Schwartz, who has an economics degree from Georgetown and relies heavily on statistical analysis as a tool in game preparation, might want to feed that info into his laptop.
Anyway, welcome to the
Lions, where coaching careers wither on the vine, die, and
scatter in the breeze.
After all, this is the franchise whose fans refer to Wayne Fontes' regime as the good, old days.
It's hard to know which section of the Hallmark store to find the perfect card for Schwartz - congratulations, get well soon, or sympathy.
The man, most recently the defensive coordinator with the Tennessee Titans, must have a strong stomach.
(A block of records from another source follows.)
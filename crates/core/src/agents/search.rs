//! Semantic search agent.

use super::{AgentContext, AgentReply};
use crate::{
    activity::{ActivityLog, AgentKind, preview},
    error::GenerationError,
    llm_client::GenerationRequest,
    prompts::render,
};
use tracing::instrument;

const RETRIEVAL_LIMIT: usize = 5;
const SOURCES_SHOWN: usize = 3;
pub const TEMPERATURE: f32 = 0.6;
pub const MAX_TOKENS: u32 = 400;

/// Returned instead of calling the model when nothing relevant was retrieved.
pub const NOT_FOUND_MESSAGE: &str =
    "I couldn't find relevant information in the book. Try rephrasing your question!";

pub struct SearchAgent {
    ctx: AgentContext,
}

impl SearchAgent {
    pub fn new(ctx: AgentContext) -> Self {
        Self { ctx }
    }

    /// Answers `query` from the retrieved passages and lists the top sources.
    ///
    /// An empty retrieval short-circuits to [`NOT_FOUND_MESSAGE`] without a
    /// generation call.
    #[instrument(skip(self))]
    pub async fn semantic_search(&self, query: &str) -> Result<AgentReply, GenerationError> {
        let mut log = ActivityLog::new(AgentKind::Search);
        log.record(format!("Initiating semantic search: {}", preview(query, 50)));

        log.record_query("Searching Qdrant vector database", query);
        let passages = self.ctx.retriever.search(query, RETRIEVAL_LIMIT).await;
        log.record(format!("Found {} relevant passages", passages.len()));

        if passages.is_empty() {
            log.record("Search complete: no relevant passages");
            return Ok(AgentReply {
                response: NOT_FOUND_MESSAGE.to_string(),
                log: log.into_entries(),
            });
        }

        log.record("Generating answer with LLM");
        let context = passages
            .iter()
            .enumerate()
            .map(|(i, p)| format!("[Passage {}]: {}", i + 1, p.text))
            .collect::<Vec<_>>()
            .join("\n\n");
        let mut vars = self.ctx.book_vars().to_vec();
        vars.extend([("context", context.as_str()), ("query", query)]);
        let request = GenerationRequest::new(
            render(&self.ctx.prompts.search_system, &vars),
            render(&self.ctx.prompts.search, &vars),
            self.ctx.params(TEMPERATURE, MAX_TOKENS),
        );
        let answer = self.ctx.llm.generate(request).await?;

        let sources: String = passages
            .iter()
            .take(SOURCES_SHOWN)
            .enumerate()
            .map(|(i, p)| format!("- Passage {} (relevance: {:.2})\n", i + 1, p.score))
            .collect();
        let response = format!("{}\n\n📚 **Sources:**\n{}", answer, sources);
        log.record("Search complete");

        Ok(AgentReply {
            response,
            log: log.into_entries(),
        })
    }
}

#[cfg(test)]
mod tests {
    use super::*;
    use crate::{
        agents::{
            test_support::{context, llm_answering, retriever_with},
            tutor,
        },
        llm_client::MockLLMClient,
        retrieval::{MockRetriever, RetrievedPassage},
    };

    #[tokio::test]
    async fn test_empty_retrieval_skips_generation() {
        let mut llm = MockLLMClient::new();
        llm.expect_generate().never();

        let agent = SearchAgent::new(context(retriever_with(0), llm));
        let reply = agent.semantic_search("what about taxes").await.unwrap();

        assert_eq!(reply.response, NOT_FOUND_MESSAGE);
        let actions: Vec<&str> = reply.log.iter().map(|e| e.action.as_str()).collect();
        assert_eq!(
            actions,
            vec![
                "Initiating semantic search: what about taxes...",
                "Searching Qdrant vector database",
                "Found 0 relevant passages",
                "Search complete: no relevant passages",
            ]
        );
    }

    #[tokio::test]
    async fn test_answer_lists_top_three_sources() {
        let mut retriever = MockRetriever::new();
        retriever.expect_search().returning(|_, _| {
            vec![
                RetrievedPassage::new("a", 0.912),
                RetrievedPassage::new("b", 0.8),
                RetrievedPassage::new("c", 0.556),
                RetrievedPassage::new("d", 0.4),
                RetrievedPassage::new("e", 0.3),
            ]
        });

        let agent = SearchAgent::new(context(retriever, llm_answering("Taxes favour owners.")));
        let reply = agent
            .semantic_search("what does the book say about taxes")
            .await
            .unwrap();

        assert_eq!(
            reply.response,
            "Taxes favour owners.\n\n📚 **Sources:**\n\
             - Passage 1 (relevance: 0.91)\n\
             - Passage 2 (relevance: 0.80)\n\
             - Passage 3 (relevance: 0.56)\n"
        );
    }

    #[tokio::test]
    async fn test_fewer_than_three_sources() {
        let agent = SearchAgent::new(context(retriever_with(1), llm_answering("x")));
        let reply = agent.semantic_search("find assets").await.unwrap();

        assert!(reply.response.contains("- Passage 1 (relevance: 0.90)"));
        assert!(!reply.response.contains("- Passage 2"));
    }

    #[tokio::test]
    async fn test_retrieves_raw_query_with_limit_five() {
        let mut retriever = MockRetriever::new();
        retriever
            .expect_search()
            .withf(|query, limit| query == "Why Is My House A Liability?" && *limit == 5)
            .times(1)
            .returning(|_, _| Vec::new());

        let agent = SearchAgent::new(context(retriever, MockLLMClient::new()));
        agent
            .semantic_search("Why Is My House A Liability?")
            .await
            .unwrap();
    }

    #[tokio::test]
    async fn test_generation_request_shape() {
        let mut llm = MockLLMClient::new();
        llm.expect_generate()
            .withf(|request| {
                let user = request.user_content().unwrap_or_default();
                request.params.temperature == TEMPERATURE
                    && request.params.temperature < tutor::TEMPERATURE
                    && request.params.max_tokens == MAX_TOKENS
                    && user.contains("User Question: how do assets work")
                    && user.contains("[Passage 1]: passage text 1\n\n[Passage 2]: passage text 2")
            })
            .times(1)
            .returning(|_| Ok("ok".to_string()));

        let agent = SearchAgent::new(context(retriever_with(2), llm));
        agent.semantic_search("how do assets work").await.unwrap();
    }

    #[tokio::test]
    async fn test_log_entries_with_results() {
        let agent = SearchAgent::new(context(retriever_with(4), llm_answering("x")));
        let reply = agent.semantic_search("mentions of fear").await.unwrap();

        let actions: Vec<&str> = reply.log.iter().map(|e| e.action.as_str()).collect();
        assert_eq!(
            actions,
            vec![
                "Initiating semantic search: mentions of fear...",
                "Searching Qdrant vector database",
                "Found 4 relevant passages",
                "Generating answer with LLM",
                "Search complete",
            ]
        );
        assert_eq!(reply.log[1].qdrant_query.as_deref(), Some("mentions of fear"));
        assert!(reply.log.iter().all(|e| e.agent == AgentKind::Search));
    }

    #[tokio::test]
    async fn test_long_query_is_previewed_in_log() {
        let query = "x".repeat(80);
        let agent = SearchAgent::new(context(retriever_with(0), MockLLMClient::new()));
        let reply = agent.semantic_search(&query).await.unwrap();

        assert_eq!(
            reply.log[0].action,
            format!("Initiating semantic search: {}...", "x".repeat(50))
        );
        assert_eq!(reply.log[1].qdrant_query.as_deref(), Some(query.as_str()));
    }

    #[tokio::test]
    async fn test_generation_failure_propagates() {
        let mut llm = MockLLMClient::new();
        llm.expect_generate()
            .returning(|_| Err(GenerationError::EmptyResponse));

        let agent = SearchAgent::new(context(retriever_with(2), llm));
        assert!(agent.semantic_search("what").await.is_err());
    }
}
"I don't shy away from a challenge," he said. "One of the best feelings in sports is turning something around. Obviously, the system in the NFL affords us the capability of turning something around."
True enough. But the system has been around for a long time and the Lions have pretty much mastered the art of botching it for a lot of years. Of course, Arizona playing in the NFC championship game does prove that, like a blind squirrel, even the most hapless franchises can find a nut now and then. Perhaps there is hope.
Schwartz has a pretty good pedigree. He worked for the respected Jeff Fisher in Tennessee and started out in the scouting department under Bill Belichick and Scott Pioli during their pre-genius days in Cleveland.
So, Schwartz does arrive with a plan that includes a grasp of the ground floor - scouting and drafting. As for the Xs and Os, don't hold your breath expecting him to come up with the next big thing. It's pretty basic stuff.
"You've got to be big and strong and be able to run the football and stop the run," he said. "I know Ford Field is a great place to play, but you're going to play an important game in Green Bay in December, or you're going to play an important game in Chicago in January, and you'd better be built for it."
During Matt Millen's eight-year reign of tears, the Lions were pretty much built to be consistently inconsistent, which this past season translated to the baddest of bad. It won't be easy to dig out. But Schwartz says he likes a challenge.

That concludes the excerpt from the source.